Does hashing algorithms have an upper bound in the input space?

They can, but they don't have to and it depends on their specification.

  • All Merkle-Damgård based hash functions do have an upper limit, because appending the message length simplifies the security proof and the backdoor-resistance of the function and they usually use a fixed-length encoding of the length.
  • Though it appears that MD5 (Spec RFC) kindof just ignores this and indeed accepts message of infinite length. The encoded length in this case are the low 64 bits (so it's reduced $\bmod 2^{64}$; Thanks to forest for making me actually check).
  • SHA-3 (Spec PDF) does not have such a limit as it's based on the sponge-construction.
  • Skein (Spec PDF) does have a limit of $2^{96}$ bytes.
  • Blake2b (Spec PDF) has a limit of $2^{128}$ bytes.
SEJPM
  • 46,697
  • 9
  • 103
  • 214
3

It depends on how exactly the hash function is defined.

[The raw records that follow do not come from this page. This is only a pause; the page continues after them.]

use std::fs;
use std::io::Cursor;
use std::str::FromStr;

use teller::common::money::Money;
use teller::domain::ledger::Ledger;
use teller::domain::number::SequentialNumbers;
use teller::io::store::AccountStore;
use teller::shell::Shell;

fn temp_store() -> AccountStore {
    let path = std::env::temp_dir().join(format!("teller-case-{}.json", uuid::Uuid::new_v4()));
    AccountStore::new(path)
}

/// Runs one scripted interactive session against `store`, starting from
/// whatever the store currently holds, and returns the rendered output.
/// Account numbers are deterministic: AC-1000000001, AC-1000000002, ...
fn run_session(store: &AccountStore, script: &str) -> String {
    let mut ledger = Ledger::with_accounts(
        store.load_or_default(),
        Box::new(SequentialNumbers::starting_at(1_000_000_001)),
    );

    let mut out = Vec::<u8>::new();
    Shell::new(Cursor::new(script), &mut out)
        .run(&mut ledger, store)
        .expect("session failed");
    String::from_utf8(out).expect("output was not valid UTF-8")
}

fn money(s: &str) -> Money {
    Money::from_str(s).unwrap()
}

#[test]
fn create_deposit_withdraw_flow() {
    let store = temp_store();

    // Create Alice with 100, log in, deposit 50, then overdraw.
    let script = "\
1\nAlice\n100\n\
2\nAC-1000000001\n\
1\n50\n\
2\n1000\n\
4\n3\n";
    let output = run_session(&store, script);

    assert!(output.contains("Account created successfully!"));
    assert!(output.contains("$50 deposited successfully."));
    assert!(output.contains("Insufficient funds!"));

    let accounts = store.load().unwrap();
    assert_eq!(accounts.len(), 1);
    assert_eq!(accounts[0].holder, "Alice");
    assert_eq!(accounts[0].balance, money("150"));
    assert_eq!(accounts[0].history, vec!["Deposited: $50"]);

    fs::remove_file(store.path()).unwrap();
}

#[test]
fn transfer_between_two_accounts() {
    let store = temp_store();

    let script = "\
1\nAlice\n150\n\
1\nBob\n0\n\
2\nAC-1000000001\n\
3\n100\nAC-1000000002\n\
4\n3\n";
    let output = run_session(&store, script);

    assert!(output.contains("$100 transferred to Account AC-1000000002 successfully."));

    let accounts = store.load().unwrap();
    let alice = accounts
        .iter()
        .find(|a| a.account_number == "AC-1000000001")
        .unwrap();
    let bob = accounts
        .iter()
        .find(|a| a.account_number == "AC-1000000002")
        .unwrap();

    assert_eq!(alice.balance, money("50"));
    assert_eq!(bob.balance, money("100"));
    assert!(
        alice
            .history
            .contains(&"Transferred: $100 to Account AC-1000000002".to_string())
    );
    assert!(
        bob.history
            .contains(&"Received: $100 from Account AC-1000000001".to_string())
    );

    fs::remove_file(store.path()).unwrap();
}

#[test]
fn transfer_to_unknown_recipient_is_rejected_before_any_mutation() {
    let store = temp_store();

    let script = "\
1\nAlice\n100\n\
2\nAC-1000000001\n\
3\n50\nAC-9999999999\n\
4\n3\n";
    let output = run_session(&store, script);

    assert!(output.contains("Recipient's account not found!"));

    let accounts = store.load().unwrap();
    assert_eq!(accounts[0].balance, money("100"));
    assert!(accounts[0].history.is_empty());

    fs::remove_file(store.path()).unwrap();
}

#[test]
fn login_with_unknown_number_reports_not_found() {
    let store = temp_store();

    let output = run_session(&store, "2\nAC-0000000000\n3\n");

    assert!(output.contains("Account not found!"));
}

#[test]
fn state_survives_across_separate_sessions() {
    let store = temp_store();

    run_session(&store, "1\nAlice\n100\n3\n");

    // Second run reloads from the same file and deposits into the account
    // created by the first run.
    let output = run_session(&store, "2\nAC-1000000001\n1\n25.5\n4\n3\n");
    assert!(output.contains("$25.5 deposited successfully."));

    let accounts = store.load().unwrap();
    assert_eq!(accounts.len(), 1);
    assert_eq!(accounts[0].balance, money("125.5"));
    assert_eq!(accounts[0].history, vec!["Deposited: $25.5"]);

    fs::remove_file(store.path()).unwrap();
}

#[test]
fn every_mutation_is_written_through_immediately() {
    let store = temp_store();

    // The create alone must persist, even though the session keeps going
    // (input ends abruptly mid-menu).
    run_session(&store, "1\nAlice\n100\n");

    let accounts = store.load().unwrap();
    assert_eq!(accounts.len(), 1);
    assert_eq!(accounts[0].balance, money("100"));

    fs::remove_file(store.path()).unwrap();
}

#[test]
fn corrupt_store_starts_an_empty_ledger_but_is_rewritten_on_next_save() {
    let store = temp_store();
    fs::write(store.path(), "{{{ definitely not json").unwrap();

    let output = run_session(&store, "1\nCarol\n10\n3\n");
    assert!(output.contains("Account created successfully!"));

    let accounts = store.load().unwrap();
    assert_eq!(accounts.len(), 1);
    assert_eq!(accounts[0].holder, "Carol");

    fs::remove_file(store.path()).unwrap();
}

Typically the first step of a hashing function is to convert the input from a series of bits or bytes to a series of blocks using a padding scheme. Many such padding schemes include the length of the input in the padding as it makes the security arguments easier. Typically the length is encoded as a fixed-size integer.

So the question becomes what happens when the range of that fixed size integer is exceeded. There are two main possibilities.

  • The integer is allowed to wrap around (this seems to be the case for MD5)
  • The hash function is only defined for messages shorter than a threshold (this seems to be the case for SHA1 and SHA2)

However you are likely to find this is a case where practical implementations of the algorithm don't enforce the specification. For example the first result for "sha1 reference implementation" I found on on google ( https://github.com/clibs/sha1/blob/master/sha1.c ) did not enforce any limit on input size.

Peter Green
  • 1,613
  • 1
  • 11
  • 17